Started my second batch today, harvesting the first batch soon - maybe tonight, it's been 3 weeks but it's hard to tell how much liquid is in there. This batch went really well as I was more patient and waited for things to properly cool before adding the yeast balls. My admin at work has a container of peanut butter pretzels on her desk at all times that you can buy at Costco, turns out that it's a gallon and PET, so I grabbed one of the empties and put a batch of rice wine in it. 6C of rice fit perfectly, I may just have her keep giving me the empties :)
 
Putting fruit in there with it unpasturized will wake up the yeasties and get fermentation started again, you will lose some sugar that way and its sweetnes but gain a bit of alcohol. Pasturize, then put on fruit and let it sit a while, thats my story

Thanks. Saturday is harvest day so I'll plan on getting the fruits Wednesday or Thursday so I can cut they up and get it frozen.
 
I just had a small sample for the first time in a few weeks. Completely different taste than the last time. Tastes like a standard wine, very smooth. I'm impressed, much better than I expected it to turn out after those first samples.
 
How is everyone smelling these just out of curiosity? Are you opening it? I never smell a thing until harvesting time because that is the first time I ever open it. Maybe that is why mine always smells great...

I was able to pick the jars up and smell near the lid. I'm the same as you. I like to just leave everything alone and not mess with it,opening, stirring, etc. The smell was strong enough where I didn't need to open the jars...

Never really opened them. But, I smelled near the lids. The one with the RYR does smell good. The other "regular" batch has a smell that reminds me of the glue/paste that we used as kids back in grammar school.
This is what I did too. Just stuck my nose right next to the threads on the jar and took a long whiff.

The only time I've smelled library paste was when I was harvesting the batch made with regular long grain rice. It was such a clear loser in the grains experiment I didn't see a need to really go into it in all that much detail.

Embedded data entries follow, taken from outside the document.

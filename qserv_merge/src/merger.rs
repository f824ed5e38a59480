//! Streams worker results into a destination table and runs the
//! coordinator-side query that combines per-chunk partial aggregates into
//! the final result.
//!
//! Grounded on `InfileMerger`/`SqlInsertIter`: [`InfileMerger::merge`] is
//! called once per worker result, possibly concurrently from several
//! threads as chunks complete out of order; table creation happens at most
//! once, serialized by the same mutex that guards the state machine, and
//! row ingest after that proceeds under whatever concurrency the sink
//! itself allows.

use metric::U64Counter;
use observability_deps::tracing::{error, info};
use parking_lot::Mutex;
use qserv_proto::ResultMsg;
use snafu::prelude::*;

use crate::state::MergeState;

/// Errors raised while merging worker results.
#[derive(Debug, Snafu, PartialEq, Eq)]
pub enum MergeError {
    #[snafu(display("failed to create destination table: {detail}"))]
    CreateTable { detail: String },

    #[snafu(display("failed to write rows: {detail}"))]
    MergeWrite { detail: String },

    #[snafu(display("failed to connect for the final merge query: {detail}"))]
    MysqlConnect { detail: String },

    #[snafu(display("final merge query failed: {detail}"))]
    MysqlExec { detail: String },

    #[snafu(display("a worker reported a job-level error: {detail}"))]
    Terminate { detail: String },

    #[snafu(display("result set exceeds the configured row limit"))]
    ResultTooBig,

    #[snafu(display("merge already reached a terminal state"))]
    AlreadyTerminal,
}

/// The database operations the merger needs; modeled as a trait so the
/// merge state machine can be exercised and tested without a live MySQL
/// connection.
pub trait MergeSink: Send + Sync {
    /// Create the destination table, if it does not already exist.
    fn create_table(&self, table: &str) -> Result<(), MergeError>;

    /// Load `result`'s rows into `table`. Returns the number of rows
    /// written.
    fn insert_rows(&self, table: &str, result: &ResultMsg) -> Result<u64, MergeError>;

    /// Run the coordinator-side query that folds per-chunk partial
    /// aggregates in `table` into the final result, returning the name of
    /// the table holding the final result.
    fn run_final_merge(&self, table: &str) -> Result<String, MergeError>;
}

/// Drives one query's merge state machine across however many worker
/// results arrive for it.
#[derive(Debug)]
pub struct InfileMerger<S> {
    state: Mutex<MergeState>,
    sink: S,
    table: String,
    rows_merged: U64Counter,
    max_result_rows: Option<u64>,
    final_table: Mutex<Option<String>>,
}

impl<S: MergeSink> InfileMerger<S> {
    /// A merger writing into `table` via `sink`, optionally capping the
    /// total number of rows it will accept before failing with
    /// [`MergeError::ResultTooBig`].
    pub fn new(table: impl Into<String>, sink: S, max_result_rows: Option<u64>) -> InfileMerger<S> {
        InfileMerger {
            state: Mutex::new(MergeState::Idle),
            sink,
            table: table.into(),
            rows_merged: U64Counter::default(),
            max_result_rows,
            final_table: Mutex::new(None),
        }
    }

    /// The merger's current state.
    pub fn state(&self) -> MergeState {
        *self.state.lock()
    }

    /// Total rows ingested so far.
    pub fn rows_merged(&self) -> u64 {
        self.rows_merged.fetch()
    }

    /// Whether [`finalize`](Self::finalize) has completed successfully.
    pub fn is_finished(&self) -> bool {
        *self.state.lock() == MergeState::Done
    }

    fn fail(&self, to: MergeState) {
        *self.state.lock() = to;
    }

    /// Ensure the destination table exists, creating it at most once. Holds
    /// the state mutex across the (potentially slow) creation call so two
    /// concurrent first callers can't both attempt it.
    fn ensure_table_created(&self) -> Result<(), MergeError> {
        let mut state = self.state.lock();
        if state.is_terminal() {
            return AlreadyTerminalSnafu.fail();
        }
        if *state == MergeState::Idle {
            *state = MergeState::HeaderParsed;
        }
        if *state == MergeState::HeaderParsed {
            match self.sink.create_table(&self.table) {
                Ok(()) => {
                    *state = MergeState::TableCreated;
                    Ok(())
                }
                Err(e) => {
                    *state = MergeState::CreateTableError;
                    error!(table = %self.table, "create table failed");
                    Err(e)
                }
            }
        } else {
            Ok(())
        }
    }

    /// Ingest one worker result. Safe to call concurrently for results from
    /// different chunks; table creation is serialized internally.
    pub fn merge(&self, result: &ResultMsg) -> Result<(), MergeError> {
        if !result.is_ok() {
            self.fail(MergeState::MergeWriteError);
            return TerminateSnafu {
                detail: result.error_msg.clone(),
            }
            .fail();
        }

        self.ensure_table_created()?;
        {
            let mut state = self.state.lock();
            if *state == MergeState::TableCreated {
                *state = MergeState::RowsLoading;
            }
        }

        let inserted = self.sink.insert_rows(&self.table, result).map_err(|e| {
            self.fail(MergeState::MergeWriteError);
            e
        })?;
        self.rows_merged.inc(inserted);
        let total = self.rows_merged.fetch();

        if let Some(max) = self.max_result_rows {
            if total > max {
                self.fail(MergeState::MergeWriteError);
                return ResultTooBigSnafu.fail();
            }
        }
        Ok(())
    }

    /// Wait for no more results to be in flight (the caller's
    /// responsibility — see the dispatch executive's quiescence check) and
    /// run the coordinator-side final merge query.
    pub fn finalize(&self) -> Result<String, MergeError> {
        {
            let mut state = self.state.lock();
            match *state {
                MergeState::Done => {
                    return Ok(self.final_table.lock().clone().unwrap_or_default());
                }
                s if s.is_terminal() => return AlreadyTerminalSnafu.fail(),
                _ => *state = MergeState::Finalize,
            }
        }
        match self.sink.run_final_merge(&self.table) {
            Ok(final_table) => {
                *self.final_table.lock() = Some(final_table.clone());
                self.fail(MergeState::Done);
                info!(table = %final_table, "merge finalized");
                Ok(final_table)
            }
            Err(e) => {
                self.fail(MergeState::MysqlExecError);
                Err(e)
            }
        }
    }
}

#[cfg(test)]
mod tests {
    use super::*;
    use qserv_proto::{RowBundle, RowSchema};
    use std::sync::atomic::{AtomicUsize, Ordering};

    #[derive(Default)]
    struct CountingSink {
        create_calls: AtomicUsize,
        fail_create: bool,
        fail_insert: bool,
    }

    impl MergeSink for CountingSink {
        fn create_table(&self, _table: &str) -> Result<(), MergeError> {
            self.create_calls.fetch_add(1, Ordering::SeqCst);
            if self.fail_create {
                return CreateTableSnafu { detail: "boom" }.fail();
            }
            Ok(())
        }

        fn insert_rows(&self, _table: &str, result: &ResultMsg) -> Result<u64, MergeError> {
            if self.fail_insert {
                return MergeWriteSnafu { detail: "boom" }.fail();
            }
            Ok(result.row.len() as u64)
        }

        fn run_final_merge(&self, table: &str) -> Result<String, MergeError> {
            Ok(format!("{table}_final"))
        }
    }

    fn ok_result(rows: usize) -> ResultMsg {
        ResultMsg {
            session: 1,
            query_id: 1,
            row_schema: RowSchema {
                columns: vec!["id".into()],
            },
            row: (0..rows)
                .map(|_| RowBundle {
                    column: vec![b"1".to_vec()],
                    is_null: vec![false],
                })
                .collect(),
            row_count: rows as u64,
            transmit_size: 0,
            error_code: 0,
            error_msg: String::new(),
            continues: false,
        }
    }

    #[test]
    fn table_is_created_exactly_once_across_merges() {
        let sink = CountingSink::default();
        let merger = InfileMerger::new("result_1", sink, None);
        merger.merge(&ok_result(1)).unwrap();
        merger.merge(&ok_result(2)).unwrap();
        assert_eq!(merger.sink.create_calls.load(Ordering::SeqCst), 1);
        assert_eq!(merger.rows_merged(), 3);
        assert_eq!(merger.state(), MergeState::RowsLoading);
    }

    #[test]
    fn finalize_transitions_to_done_with_final_table_name() {
        let sink = CountingSink::default();
        let merger = InfileMerger::new("result_1", sink, None);
        merger.merge(&ok_result(1)).unwrap();
        let final_table = merger.finalize().unwrap();
        assert_eq!(final_table, "result_1_final");
        assert!(merger.is_finished());
    }

    #[test]
    fn finalize_is_idempotent_once_done() {
        let sink = CountingSink::default();
        let merger = InfileMerger::new("result_1", sink, None);
        merger.merge(&ok_result(1)).unwrap();
        let first = merger.finalize().unwrap();
        let second = merger.finalize().unwrap();
        assert_eq!(first, second);
    }

    #[test]
    fn worker_error_result_fails_merge_without_touching_sink() {
        let sink = CountingSink::default();
        let merger = InfileMerger::new("result_1", sink, None);
        let mut bad = ok_result(1);
        bad.error_code = 500;
        bad.error_msg = "mysql exec failed".into();
        let err = merger.merge(&bad).unwrap_err();
        assert_eq!(
            err,
            MergeError::Terminate {
                detail: "mysql exec failed".into()
            }
        );
        assert_eq!(merger.state(), MergeState::MergeWriteError);
        assert_eq!(merger.sink.create_calls.load(Ordering::SeqCst), 0);
    }

    #[test]
    fn create_table_failure_is_terminal() {
        let sink = CountingSink {
            fail_create: true,
            ..Default::default()
        };
        let merger = InfileMerger::new("result_1", sink, None);
        assert!(merger.merge(&ok_result(1)).is_err());
        assert_eq!(merger.state(), MergeState::CreateTableError);
        assert!(merger.merge(&ok_result(1)).is_err());
    }

    #[test]
    fn insert_failure_is_terminal() {
        let sink = CountingSink {
            fail_insert: true,
            ..Default::default()
        };
        let merger = InfileMerger::new("result_1", sink, None);
        assert!(merger.merge(&ok_result(1)).is_err());
        assert_eq!(merger.state(), MergeState::MergeWriteError);
    }

    #[test]
    fn result_too_big_is_rejected() {
        let sink = CountingSink::default();
        let merger = InfileMerger::new("result_1", sink, Some(2));
        merger.merge(&ok_result(1)).unwrap();
        let err = merger.merge(&ok_result(5)).unwrap_err();
        assert_eq!(err, MergeError::ResultTooBig);
        assert_eq!(merger.state(), MergeState::MergeWriteError);
    }
}
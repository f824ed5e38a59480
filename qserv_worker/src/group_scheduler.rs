//! An alternative scheduling mode: group tasks by scan fingerprint instead
//! of chunk id order.
//!
//! Grounded on `GroupScheduler`: rather than a single current-chunk cursor,
//! tasks that would scan the same underlying tables are batched into
//! size-bounded groups and admitted a whole group at a time. A worker picks
//! one scheduling mode or the other at startup; the two are not composed.

use std::collections::{HashMap, VecDeque};
use std::sync::Arc;

use crate::task::Task;

/// Groups enqueued tasks by [`Task::scan_fingerprint`] and admits whole
/// groups, up to `group_size` tasks at a time, up to `max_running` tasks
/// in flight.
#[derive(Debug)]
pub struct GroupScheduler {
    groups: HashMap<String, VecDeque<Arc<Task>>>,
    group_order: VecDeque<String>,
    group_size: usize,
    max_running: u32,
    running_count: u32,
}

impl GroupScheduler {
    /// A fresh scheduler admitting at most `group_size` tasks per group and
    /// `max_running` tasks overall.
    pub fn new(group_size: usize, max_running: u32) -> GroupScheduler {
        GroupScheduler {
            groups: HashMap::new(),
            group_order: VecDeque::new(),
            group_size,
            max_running,
            running_count: 0,
        }
    }

    /// Enqueue `task`, bucketing it by its scan fingerprint.
    pub fn enqueue(&mut self, task: Arc<Task>) {
        let key = task.scan_fingerprint();
        if !self.groups.contains_key(&key) {
            self.group_order.push_back(key.clone());
        }
        self.groups.entry(key).or_default().push_back(task);
    }

    /// Called when an admitted task finishes.
    pub fn task_finished(&mut self) {
        self.running_count = self.running_count.saturating_sub(1);
    }

    /// Number of distinct fingerprint groups with tasks still waiting.
    pub fn group_count(&self) -> usize {
        self.group_order.iter().filter(|k| !self.groups[*k].is_empty()).count()
    }

    /// Admit tasks, preferring to drain the front group of the queue (up to
    /// `group_size` of its tasks) before moving to the next group, bounded
    /// by `available` and `max_running`.
    pub fn get_next_tasks(&mut self, available: u32) -> Vec<Arc<Task>> {
        let mut admitted = Vec::new();
        while self.running_count < self.max_running && (admitted.len() as u32) < available {
            let Some(key) = self.group_order.front().cloned() else {
                break;
            };
            let Some(queue) = self.groups.get_mut(&key) else {
                self.group_order.pop_front();
                continue;
            };
            if queue.is_empty() {
                self.group_order.pop_front();
                self.groups.remove(&key);
                continue;
            }
            let mut taken_from_group = 0usize;
            while taken_from_group < self.group_size
                && self.running_count < self.max_running
                && (admitted.len() as u32) < available
            {
                let Some(task) = queue.pop_front() else {
                    break;
                };
                self.running_count += 1;
                admitted.push(task);
                taken_from_group += 1;
            }
            if queue.is_empty() {
                self.group_order.pop_front();
                self.groups.remove(&key);
            } else if taken_from_group > 0 {
                // Group still has work left; rotate it to the back so other
                // groups get a turn before it is revisited.
                self.group_order.pop_front();
                self.group_order.push_back(key);
            } else {
                break;
            }
        }
        admitted
    }
}
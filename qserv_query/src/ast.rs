//! A small tagged-variant AST for the subset of `SELECT` statements the
//! analyzer and rewriter operate on.
//!
//! The original parser built an ANTLR parse tree and dispatched over it
//! with a visitor hierarchy; here the parsed statement is a sum type and
//! every pass that walks it is ordinary pattern matching, per the tagged
//! union/pattern matching design favored throughout this workspace.

/// A fully parsed (but not yet rewritten) `SELECT` statement.
#[derive(Debug, Clone, PartialEq, Default)]
pub struct SelectStmt {
    pub select_list: Vec<ValueExpr>,
    pub from: Vec<TableRef>,
    pub spatial: Option<SpatialRestrictor>,
    pub where_clause: Option<BoolTerm>,
    pub group_by: Vec<ValueExpr>,
    pub having: Option<BoolTerm>,
    pub order_by: Vec<OrderBy>,
    pub limit: Option<u64>,
}

/// A column value, function call, or aggregate in the select list or an
/// expression.
#[derive(Debug, Clone, PartialEq)]
pub enum ValueExpr {
    Column(ColumnRef),
    Literal(String),
    Aggregate { func: AggFunc, arg: Box<ValueExpr> },
    Star,
}

/// A possibly table-qualified column name.
#[derive(Debug, Clone, PartialEq, Eq, PartialOrd, Ord)]
pub struct ColumnRef {
    pub table: Option<String>,
    pub column: String,
}

/// The aggregate functions the rewriter knows how to split into a
/// per-chunk partial and a coordinator-side combine.
#[derive(Debug, Clone, Copy, PartialEq, Eq)]
pub enum AggFunc {
    Count,
    Sum,
    Avg,
    Min,
    Max,
}

/// How a table ref joins to the ones preceding it in the `FROM` list. The
/// first table ref in a list carries this too, but it is meaningless there.
#[derive(Debug, Clone, Copy, PartialEq, Eq, Default)]
pub enum JoinKind {
    #[default]
    Inner,
    Left,
    Right,
    Full,
    Cross,
}

/// A reference to a table in the `FROM` clause, with its alias if any and
/// how it joins to the refs before it.
#[derive(Debug, Clone, PartialEq, Eq, Default)]
pub struct TableRef {
    pub db: String,
    pub table: String,
    pub alias: Option<String>,
    pub join_kind: JoinKind,
    /// `NATURAL JOIN` was used; the analyzer computes the common column set.
    pub natural: bool,
    /// `USING(cols)` was given explicitly.
    pub using: Vec<String>,
}

impl TableRef {
    /// The name queries should use to refer to this table: its alias if
    /// one was given, otherwise its own name.
    pub fn display_name(&self) -> &str {
        self.alias.as_deref().unwrap_or(&self.table)
    }

    /// Whether this ref joins via `NATURAL JOIN` or an explicit `USING`
    /// clause, either of which splices column ownership instead of leaving
    /// shared names ambiguous.
    pub fn is_natural_or_using(&self) -> bool {
        self.natural || !self.using.is_empty()
    }
}

/// A node in a boolean expression tree (the `WHERE` clause).
#[derive(Debug, Clone, PartialEq)]
pub enum BoolTerm {
    And(Vec<BoolTerm>),
    Or(Vec<BoolTerm>),
    Not(Box<BoolTerm>),
    Compare {
        lhs: ValueExpr,
        op: CompareOp,
        rhs: ValueExpr,
    },
    /// An opaque predicate carried through verbatim (anything the analyzer
    /// doesn't need to reason about structurally).
    Raw(String),
}

#[derive(Debug, Clone, Copy, PartialEq, Eq)]
pub enum CompareOp {
    Eq,
    Ne,
    Lt,
    Le,
    Gt,
    Ge,
}

/// A single `ORDER BY` key.
#[derive(Debug, Clone, PartialEq)]
pub struct OrderBy {
    pub expr: ValueExpr,
    pub descending: bool,
}

/// A spatial restrictor clause (`qserv_areaspec_box`-style predicates):
/// restricts the query to rows whose partitioning position falls within a
/// region, letting the rewriter prune to the intersecting chunk set.
#[derive(Debug, Clone, PartialEq)]
pub enum SpatialRestrictor {
    Box {
        ra_min: f64,
        dec_min: f64,
        ra_max: f64,
        dec_max: f64,
    },
    Circle {
        ra: f64,
        dec: f64,
        radius_deg: f64,
    },
    /// `qserv_areaspec_poly`: an arbitrary (possibly non-convex) polygon.
    Poly { vertices: Vec<(f64, f64)> },
    /// `qserv_areaspec_hull`: the convex hull of the given points.
    Hull { vertices: Vec<(f64, f64)> },
}

impl SpatialRestrictor {
    /// The axis-aligned ra/dec bounding box that contains this restrictor,
    /// used to intersect against chunk bounds.
    pub fn bounding_box(&self) -> sphgeom::SphericalBox {
        match self {
            SpatialRestrictor::Box {
                ra_min,
                dec_min,
                ra_max,
                dec_max,
            } => sphgeom::SphericalBox {
                ra_min: *ra_min,
                ra_max: *ra_max,
                dec_min: *dec_min,
                dec_max: *dec_max,
            },
            SpatialRestrictor::Circle { ra, dec, radius_deg } => sphgeom::SphericalBox {
                ra_min: ra - radius_deg,
                ra_max: ra + radius_deg,
                dec_min: (dec - radius_deg).max(-90.0),
                dec_max: (dec + radius_deg).min(90.0),
            },
            SpatialRestrictor::Poly { vertices } | SpatialRestrictor::Hull { vertices } => {
                let ra_min = vertices.iter().map(|(ra, _)| *ra).fold(f64::INFINITY, f64::min);
                let ra_max = vertices.iter().map(|(ra, _)| *ra).fold(f64::NEG_INFINITY, f64::max);
                let dec_min = vertices.iter().map(|(_, dec)| *dec).fold(f64::INFINITY, f64::min);
                let dec_max = vertices.iter().map(|(_, dec)| *dec).fold(f64::NEG_INFINITY, f64::max);
                sphgeom::SphericalBox {
                    ra_min,
                    ra_max,
                    dec_min,
                    dec_max,
                }
            }
        }
    }
}
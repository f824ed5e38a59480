//! The worker's memory-manager option block (`QSW_MEMMAN*` keys).

use std::path::PathBuf;
use std::str::FromStr;

/// Which memory manager the worker's executor should use to bound
/// in-flight fragment memory.
#[derive(Debug, Clone, Copy, PartialEq, Eq)]
pub enum MemManKind {
    /// No locking/reservation; the engine manages its own buffer cache.
    None,
    /// Lock a fixed budget of table data into memory ahead of scans.
    Lockable,
}

impl FromStr for MemManKind {
    type Err = String;

    fn from_str(s: &str) -> Result<Self, Self::Err> {
        match s {
            "none" => Ok(Self::None),
            "lockable" => Ok(Self::Lockable),
            other => Err(format!("unrecognized QSW_MEMMAN kind: {other}")),
        }
    }
}

/// `QSW_MEMMAN` / `QSW_MEMMAN_MB` / `QSW_MEMMAN_LOCATION`.
#[derive(Debug, Clone, clap::Parser)]
pub struct MemManConfig {
    /// Memory manager kind (`QSW_MEMMAN`).
    #[clap(
        long = "memman-kind",
        env = "QSW_MEMMAN",
        default_value = "none",
        parse(try_from_str)
    )]
    pub kind: MemManKind,

    /// Locking budget in megabytes (`QSW_MEMMAN_MB`).
    #[clap(long = "memman-mb", env = "QSW_MEMMAN_MB", default_value = "0")]
    pub budget_mb: u64,

    /// Tablespace path the budget applies to (`QSW_MEMMAN_LOCATION`).
    #[clap(long = "memman-location", env = "QSW_MEMMAN_LOCATION")]
    pub location: Option<PathBuf>,
}

#[cfg(test)]
mod tests {
    use super::*;

    #[test]
    fn parses_known_kinds() {
        assert_eq!("none".parse(), Ok(MemManKind::None));
        assert_eq!("lockable".parse(), Ok(MemManKind::Lockable));
    }

    #[test]
    fn rejects_unknown_kind() {
        assert!("wat".parse::<MemManKind>().is_err());
    }
}
//! Packs raw query result rows into the wire's row-bundle format, with a
//! fallback for rows too large to bundle with their neighbors.
//!
//! Grounded on `ProtoRowBuffer`/`RowBuffer::escapeString`: small rows are
//! tab-separated and newline-terminated, multiple to a buffer, up to about
//! half the buffer limit so a bundle never has to be split mid-row. A row
//! whose conservative (worst-case-escaped) size exceeds `large_row_threshold`
//! is instead streamed column by column, each chunk carrying the byte
//! offset within that column so a consumer can resume correctly across
//! several buffers.

use qserv_proto::escape::{escape_field, NULL_TOKEN};
use snafu::prelude::*;

/// One row of raw (unescaped) column values; `None` is SQL `NULL`.
pub type Row = Vec<Option<Vec<u8>>>;

/// Errors raised while packing or executing a worker task.
#[derive(Debug, Snafu, PartialEq, Eq)]
pub enum WorkerError {
    #[snafu(display("task execution failed: {detail}"))]
    Execute { detail: String },

    #[snafu(display("buffer limit of {limit} bytes cannot hold a single column"))]
    BufferTooSmall { limit: usize },

    #[snafu(display("task was cancelled"))]
    Cancelled,
}

/// One streamed chunk of a large row's column.
#[derive(Debug, Clone, PartialEq, Eq)]
pub struct ColumnChunk {
    pub column_index: usize,
    pub offset: usize,
    pub data: Vec<u8>,
    pub is_final: bool,
}

/// One unit of packed row output.
#[derive(Debug, Clone, PartialEq, Eq)]
pub enum PackedOutput {
    /// One or more small rows, concatenated into a single buffer.
    Bundle(Vec<u8>),
    /// One oversized row, streamed independently of normal bundling.
    LargeRow(Vec<ColumnChunk>),
}

/// Packs rows against a fixed buffer size budget.
#[derive(Debug, Clone, Copy)]
pub struct RowPacker {
    buffer_limit: usize,
    large_row_threshold: usize,
}

impl RowPacker {
    /// `buffer_limit` bounds how large a single packed buffer may be;
    /// `large_row_threshold` is the conservative row size above which rows
    /// are streamed per-column instead of bundled.
    pub fn new(buffer_limit: usize, large_row_threshold: usize) -> RowPacker {
        RowPacker {
            buffer_limit,
            large_row_threshold,
        }
    }

    fn conservative_cell_size(cell: &Option<Vec<u8>>) -> usize {
        match cell {
            None => NULL_TOKEN.len(),
            Some(bytes) => bytes.len() * 2,
        }
    }

    fn conservative_row_size(row: &Row) -> usize {
        row.iter().map(Self::conservative_cell_size).sum::<usize>() + row.len() + 1
    }

    fn format_cell(cell: &Option<Vec<u8>>) -> Vec<u8> {
        match cell {
            None => NULL_TOKEN.to_vec(),
            Some(bytes) => escape_field(bytes),
        }
    }

    fn format_row(row: &Row) -> Vec<u8> {
        let mut out = Vec::new();
        for (i, cell) in row.iter().enumerate() {
            if i > 0 {
                out.push(b'\t');
            }
            out.extend(Self::format_cell(cell));
        }
        out.push(b'\n');
        out
    }

    fn stream_large_row(&self, row: &Row) -> Vec<ColumnChunk> {
        let mut chunks = Vec::new();
        for (column_index, cell) in row.iter().enumerate() {
            let formatted = Self::format_cell(cell);
            if formatted.is_empty() {
                chunks.push(ColumnChunk {
                    column_index,
                    offset: 0,
                    data: Vec::new(),
                    is_final: true,
                });
                continue;
            }
            let mut offset = 0;
            while offset < formatted.len() {
                let end = (offset + self.buffer_limit).min(formatted.len());
                chunks.push(ColumnChunk {
                    column_index,
                    offset,
                    data: formatted[offset..end].to_vec(),
                    is_final: end == formatted.len(),
                });
                offset = end;
            }
        }
        chunks
    }

    /// Pack `rows` into a sequence of [`PackedOutput`]s.
    pub fn pack(&self, rows: &[Row]) -> Result<Vec<PackedOutput>, WorkerError> {
        ensure!(
            self.buffer_limit > 0,
            BufferTooSmallSnafu {
                limit: self.buffer_limit
            }
        );
        let mut outputs = Vec::new();
        let mut current = Vec::new();

        for row in rows {
            if Self::conservative_row_size(row) > self.large_row_threshold {
                if !current.is_empty() {
                    outputs.push(PackedOutput::Bundle(std::mem::take(&mut current)));
                }
                outputs.push(PackedOutput::LargeRow(self.stream_large_row(row)));
                continue;
            }

            // Below the large-row threshold, a single column wider than the
            // buffer can never be bundled: it would need a buffer of its own
            // that still cannot hold it.
            let widest_cell = row.iter().map(Self::conservative_cell_size).max().unwrap_or(0);
            ensure!(
                widest_cell <= self.buffer_limit,
                BufferTooSmallSnafu {
                    limit: self.buffer_limit
                }
            );

            let formatted = Self::format_row(row);
            if !current.is_empty() && current.len() + formatted.len() > self.buffer_limit / 2 {
                outputs.push(PackedOutput::Bundle(std::mem::take(&mut current)));
            }
            current.extend(formatted);
        }

        if !current.is_empty() {
            outputs.push(PackedOutput::Bundle(current));
        }
        Ok(outputs)
    }
}

#[cfg(test)]
mod tests {
    use super::*;

    fn row(cells: &[Option<&[u8]>]) -> Row {
        cells.iter().map(|c| c.map(|b| b.to_vec())).collect()
    }

    #[test]
    fn small_rows_bundle_together() {
        let packer = RowPacker::new(1024, 512);
        let rows = vec![
            row(&[Some(b"1"), Some(b"alice")]),
            row(&[Some(b"2"), None]),
        ];
        let out = packer.pack(&rows).unwrap();
        assert_eq!(out.len(), 1);
        let PackedOutput::Bundle(buf) = &out[0] else {
            panic!("expected a bundle")
        };
        assert_eq!(buf, b"1\talice\n2\t\\N\n");
    }

    #[test]
    fn bundle_splits_once_half_buffer_exceeded() {
        let packer = RowPacker::new(20, 500);
        let rows = vec![row(&[Some(b"aaaaaaaa")]), row(&[Some(b"bbbbbbbb")])];
        let out = packer.pack(&rows).unwrap();
        assert_eq!(out.len(), 2);
    }

    #[test]
    fn oversized_row_streams_per_column() {
        let packer = RowPacker::new(4, 8);
        let rows = vec![row(&[Some(b"abcdefghij")])];
        let out = packer.pack(&rows).unwrap();
        assert_eq!(out.len(), 1);
        let PackedOutput::LargeRow(chunks) = &out[0] else {
            panic!("expected a large row")
        };
        assert!(chunks.len() > 1);
        assert_eq!(chunks[0].offset, 0);
        assert!(!chunks[0].is_final);
        assert!(chunks.last().unwrap().is_final);
        let reassembled: Vec<u8> = chunks.iter().flat_map(|c| c.data.clone()).collect();
        assert_eq!(reassembled, b"abcdefghij");
    }

    #[test]
    fn single_column_wider_than_buffer_is_rejected() {
        let packer = RowPacker::new(2, 100);
        let rows = vec![row(&[Some(b"abc")])];
        assert_eq!(
            packer.pack(&rows),
            Err(WorkerError::BufferTooSmall { limit: 2 })
        );
    }

    #[test]
    fn escapes_control_bytes_within_bundled_rows() {
        let packer = RowPacker::new(1024, 512);
        let rows = vec![row(&[Some(b"a\tb\nc")])];
        let out = packer.pack(&rows).unwrap();
        let PackedOutput::Bundle(buf) = &out[0] else {
            panic!("expected a bundle")
        };
        assert_eq!(buf, b"a\\tb\\nc\n");
    }
}
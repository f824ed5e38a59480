//! Worker-side chunk scanning: admission scheduling across two alternative
//! disciplines ([`scan_scheduler::ChunkDisk`] and
//! [`group_scheduler::GroupScheduler`]) and per-task fragment execution
//! ([`executor::TaskExecutor`]) with row packing into the wire format
//! ([`row_packer::RowPacker`]).
#![deny(rustdoc::broken_intra_doc_links, rustdoc::bare_urls, rust_2018_idioms)]
#![warn(missing_debug_implementations, clippy::use_self)]

mod config;
mod executor;
mod group_scheduler;
mod row_packer;
mod scan_scheduler;
mod scheduler;
mod task;

pub use executor::TaskExecutor;
pub use group_scheduler::GroupScheduler;
pub use row_packer::{ColumnChunk, PackedOutput, Row, RowPacker, WorkerError};
pub use scan_scheduler::ChunkDisk;
pub use scheduler::WorkerScheduler;
pub use task::Task;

When I was crushing the RYR for the 4+1 batch RYR experiment I did notice that the crushed RYR has a very definite raisin smell. It's rather nice actually.

Any thoughts?

Putting fruit in there with it unpasturized will wake up the yeasties and get fermentation started again, you will lose some sugar that way and its sweetnes but gain a bit of alcohol. Pasturize, then put on fruit and let it sit a while, thats my story
This is true. I usually like to let my yeast break up solid fruit a bit though. I haven't done any fruit additions to the rice wine yet though. I'd like to get a good process worked out before I go messing with it to much.
 
Fruits can contain natural yeasts and other stuff especially on the skins. It can grow. If you have pure ethanol it kills everything, but in lower alcohol levels be careful. If you're drinking it like right after adding fruit no worries, but its a posssibility if you let it sit for more than 6 hours depending on temp. Most fruit juices you buy commercially are already pastuerized.